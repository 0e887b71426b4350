use tracing_subscriber::EnvFilter;
use tracing_subscriber::layer::SubscriberExt;
use tracing_subscriber::util::SubscriberInitExt;

/// Environment variable holding the log filter (e.g. `TAGWRIGHT_LOG=tagwright=debug`).
pub const LOG_ENV_VAR: &str = "TAGWRIGHT_LOG";

/// Initialize structured JSON logging on stderr.
///
/// Defaults to `warn` level unless overridden by `TAGWRIGHT_LOG`. Logs go to stderr so they never
/// interleave with the wizard's prompts and tables on stdout.
pub fn init() {
    let filter = EnvFilter::builder()
        .with_env_var(LOG_ENV_VAR)
        .with_default_directive(tracing::level_filters::LevelFilter::WARN.into())
        .from_env_lossy();

    let _ = tracing_subscriber::registry()
        .with(filter)
        .with(
            tracing_subscriber::fmt::layer()
                .json()
                .with_writer(std::io::stderr)
                .with_current_span(true)
                .with_span_list(true),
        )
        .try_init();
}

#[cfg(test)]
mod tests {
    use super::*;

    #[test]
    fn repeated_init_keeps_the_first_subscriber() {
        init();
        init();
    }
}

* * * * *

## [PROBLEM DESCRIPTION]
How many lines in this material contain the string "layer"? Only the number is wanted.

## [OUTPUT OF THE TASK]
2